And for the whole thing with her friends
blah blah.. thats all b.s. don't let it
get you down...
have you tried just talking to her face to
face and telling her that you value her
friendship. Unfortunately if she liked or
still likes you then shes basically mad
and frustrated. If shes like me she
internalized everything which makes it
worse because then she blames herself.
ecspecially if you said a little sexual
but not really.. that probably made her
feel unattractive.
But at the same time.. its totally fine to
have friends of the opposite sex and ask
them to a movie. Because even if girls
think that it is a date because its not a
group thing its really not your fault if
she felt hurt and lead on. And yea I've
been there too where I thought there was
more and there wasn't but guess what you
get over it!!! She needs to.
In my opinion the deliver of how you said
it probably made it worse, for future
reference leave out do you want the truth.

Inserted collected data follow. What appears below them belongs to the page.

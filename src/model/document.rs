//! Document-level types.

use super::{Paragraph, Table};
use chrono::{DateTime, Utc};
use serde::{Deserialize, Serialize};

/// A rich-text document: body paragraphs plus tables.
#[derive(Debug, Clone, Default, PartialEq, Serialize, Deserialize)]
pub struct Document {
    /// Document metadata (title, author, etc.)
    #[serde(default)]
    pub metadata: Metadata,

    /// Top-level body paragraphs, in reading order
    #[serde(default)]
    pub paragraphs: Vec<Paragraph>,

    /// Tables, in reading order
    #[serde(default)]
    pub tables: Vec<Table>,
}

impl Document {
    /// Create a new empty document.
    pub fn new() -> Self {
        Self {
            metadata: Metadata::default(),
            paragraphs: Vec::new(),
            tables: Vec::new(),
        }
    }

    /// Add a body paragraph.
    pub fn add_paragraph(&mut self, paragraph: Paragraph) {
        self.paragraphs.push(paragraph);
    }

    /// Add a table.
    pub fn add_table(&mut self, table: Table) {
        self.tables.push(table);
    }

    /// Number of body paragraphs.
    pub fn paragraph_count(&self) -> usize {
        self.paragraphs.len()
    }

    /// Number of paragraphs nested in table cells.
    pub fn table_paragraph_count(&self) -> usize {
        self.tables.iter().map(Table::paragraph_count).sum()
    }

    /// Check if the document has no content.
    pub fn is_empty(&self) -> bool {
        self.paragraphs.is_empty() && self.tables.is_empty()
    }

    /// Get plain text content of the entire document.
    pub fn plain_text(&self) -> String {
        self.paragraphs
            .iter()
            .map(Paragraph::text)
            .chain(self.tables.iter().map(Table::plain_text))
            .collect::<Vec<_>>()
            .join("\n")
    }
}

/// Document metadata.
#[derive(Debug, Clone, Default, PartialEq, Serialize, Deserialize)]
#[serde(default)]
pub struct Metadata {
    /// Document title
    pub title: Option<String>,

    /// Document author
    pub author: Option<String>,

    /// Creation date
    pub created: Option<DateTime<Utc>>,

    /// Last modification date
    pub modified: Option<DateTime<Utc>>,
}

#[cfg(test)]
mod tests {
    use super::*;
    use crate::model::TableRow;

    #[test]
    fn test_document_new() {
        let doc = Document::new();
        assert!(doc.is_empty());
        assert_eq!(doc.paragraph_count(), 0);
        assert_eq!(doc.table_paragraph_count(), 0);
    }

    #[test]
    fn test_document_plain_text() {
        let mut doc = Document::new();
        doc.add_paragraph(Paragraph::with_text("第一段"));
        doc.add_paragraph(Paragraph::with_text("第二段"));
        let mut table = Table::new();
        table.add_row(TableRow::from_strings(["甲", "乙"]));
        doc.add_table(table);

        assert_eq!(doc.plain_text(), "第一段\n第二段\n甲\t乙");
        assert_eq!(doc.table_paragraph_count(), 2);
    }
}
//! # cnpunct
//!
//! Chinese punctuation normalization for rich-text documents.
//!
//! This library rewrites Western punctuation in Chinese text into its
//! full-width forms, pairs generic quote marks into directional ones, and
//! writes the result back without disturbing run-level formatting.
//!
//! ## Quick Start
//!
//! ```no_run
//! fn main() -> cnpunct::Result<()> {
//!     let (paragraphs, cells) = cnpunct::process_document("in.json", "out.json")?;
//!     println!("{} paragraphs and {} table cells changed", paragraphs, cells);
//!     Ok(())
//! }
//! ```
//!
//! ## Features
//!
//! - **Protected patterns**: URLs, emails, paths, standard codes and clock times
//!   are never rewritten
//! - **Run-safe**: bold, italic, font and color spans stay where they were
//! - **Quote pairing**: across run boundaries, per paragraph
//! - **Parallel processing**: uses Rayon to fan out over paragraphs
//! - **Pluggable containers**: load and save through [`store::DocumentStore`]

pub mod error;
pub mod model;
pub mod normalize;
pub mod store;

// Re-export commonly used types
pub use error::{Error, Result};
pub use model::{
    Alignment, Document, Metadata, Paragraph, ParagraphStyle, Table, TableCell, TableRow,
    TextRun, TextStyle,
};
pub use normalize::{
    fix_simple_punctuation, normalize_text, pair_quotes, protect, redistribute, restore,
    rewrite_simple, Location, NormalizeOptions, NormalizeReport, Normalizer, ParagraphChange,
    RunFallback,
};
pub use store::{DocumentStore, JsonFormat, JsonStore, StoreRegistry};

use std::path::Path;

/// Normalize one paragraph in place with the default options.
///
/// Returns `true` if any run text changed.
///
/// # Example
///
/// ```
/// use cnpunct::{process_paragraph, Paragraph};
///
/// let mut p = Paragraph::with_text("会议时间:上午9:30,请准时参加.");
/// assert!(process_paragraph(&mut p));
/// assert_eq!(p.text(), "会议时间：上午9:30，请准时参加。");
/// ```
pub fn process_paragraph(paragraph: &mut Paragraph) -> bool {
    Normalizer::default().process_paragraph(paragraph)
}

/// Normalize every paragraph of a document in place with the default options.
pub fn process(document: &mut Document) -> NormalizeReport {
    Normalizer::default().process(document)
}

/// Load a document, normalize it, and save it to `output`.
///
/// The store is chosen by each path's extension. Returns the number of
/// changed body paragraphs and changed table cell paragraphs. Load and save
/// errors are passed through as-is.
///
/// # Example
///
/// ```no_run
/// let (paragraphs, cells) = cnpunct::process_document("draft.json", "fixed.json").unwrap();
/// ```
pub fn process_document<P: AsRef<Path>, Q: AsRef<Path>>(
    input: P,
    output: Q,
) -> Result<(usize, usize)> {
    let report = Cnpunct::new().process_file(input, output)?;
    Ok(report.counts())
}

/// Builder for normalizing documents with custom options.
///
/// # Example
///
/// ```no_run
/// use cnpunct::Cnpunct;
///
/// let report = Cnpunct::new()
///     .sequential()
///     .skip_tables()
///     .process_file("draft.json", "fixed.json")?;
/// println!("{} paragraphs changed", report.paragraphs_changed);
/// # Ok::<(), cnpunct::Error>(())
/// ```
pub struct Cnpunct {
    options: NormalizeOptions,
    registry: StoreRegistry,
}

impl Cnpunct {
    /// Create a new builder with default options and stores.
    pub fn new() -> Self {
        Self {
            options: NormalizeOptions::default(),
            registry: StoreRegistry::with_defaults(),
        }
    }

    /// Disable parallel processing.
    pub fn sequential(mut self) -> Self {
        self.options = self.options.with_parallel(false);
        self
    }

    /// Skip quote pairing.
    pub fn without_quotes(mut self) -> Self {
        self.options = self.options.with_quote_pairing(false);
        self
    }

    /// Leave table cell paragraphs alone.
    pub fn skip_tables(mut self) -> Self {
        self.options = self.options.with_tables(false);
        self
    }

    /// Set how length-changing text is written back to runs.
    pub fn with_run_fallback(mut self, fallback: RunFallback) -> Self {
        self.options = self.options.with_run_fallback(fallback);
        self
    }

    /// Replace all normalize options.
    pub fn with_options(mut self, options: NormalizeOptions) -> Self {
        self.options = options;
        self
    }

    /// Use a custom store registry.
    pub fn with_registry(mut self, registry: StoreRegistry) -> Self {
        self.registry = registry;
        self
    }

    /// The normalize options in use.
    pub fn options(&self) -> &NormalizeOptions {
        &self.options
    }

    /// Normalize a document in place.
    pub fn process(&self, document: &mut Document) -> NormalizeReport {
        Normalizer::new(self.options.clone()).process(document)
    }

    /// Report what normalizing a document would change.
    pub fn analyze(&self, document: &Document) -> NormalizeReport {
        Normalizer::new(self.options.clone()).analyze(document)
    }

    /// Load a document from a file.
    pub fn load<P: AsRef<Path>>(&self, path: P) -> Result<Document> {
        self.registry.load(path.as_ref())
    }

    /// Load `input`, normalize it, and save it to `output`.
    pub fn process_file<P: AsRef<Path>, Q: AsRef<Path>>(
        &self,
        input: P,
        output: Q,
    ) -> Result<NormalizeReport> {
        let output = output.as_ref();
        // Resolve the output store before doing any work.
        self.registry.store_for(output)?;

        let mut document = self.load(input)?;
        let report = self.process(&mut document);
        self.registry.save(&document, output)?;
        Ok(report)
    }

    /// Load a file and report what would change, without writing anything.
    pub fn check_file<P: AsRef<Path>>(&self, input: P) -> Result<NormalizeReport> {
        let document = self.load(input)?;
        Ok(self.analyze(&document))
    }
}

impl Default for Cnpunct {
    fn default() -> Self {
        Self::new()
    }
}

Just say it, because i have had a
conversation like that and it wasn't
pretty either. i am not saying that you
didn't do the right thing because you did
being honest is the best policy.
so... there may be no getting passed this
unless she'll sit down with you and act
mature about it (which it doesn't sound
like she will).
You seem like someone that actrally cares
about not hurting other people so Good
luck let me know how it goes. Feel free
to pm me if you need any more help.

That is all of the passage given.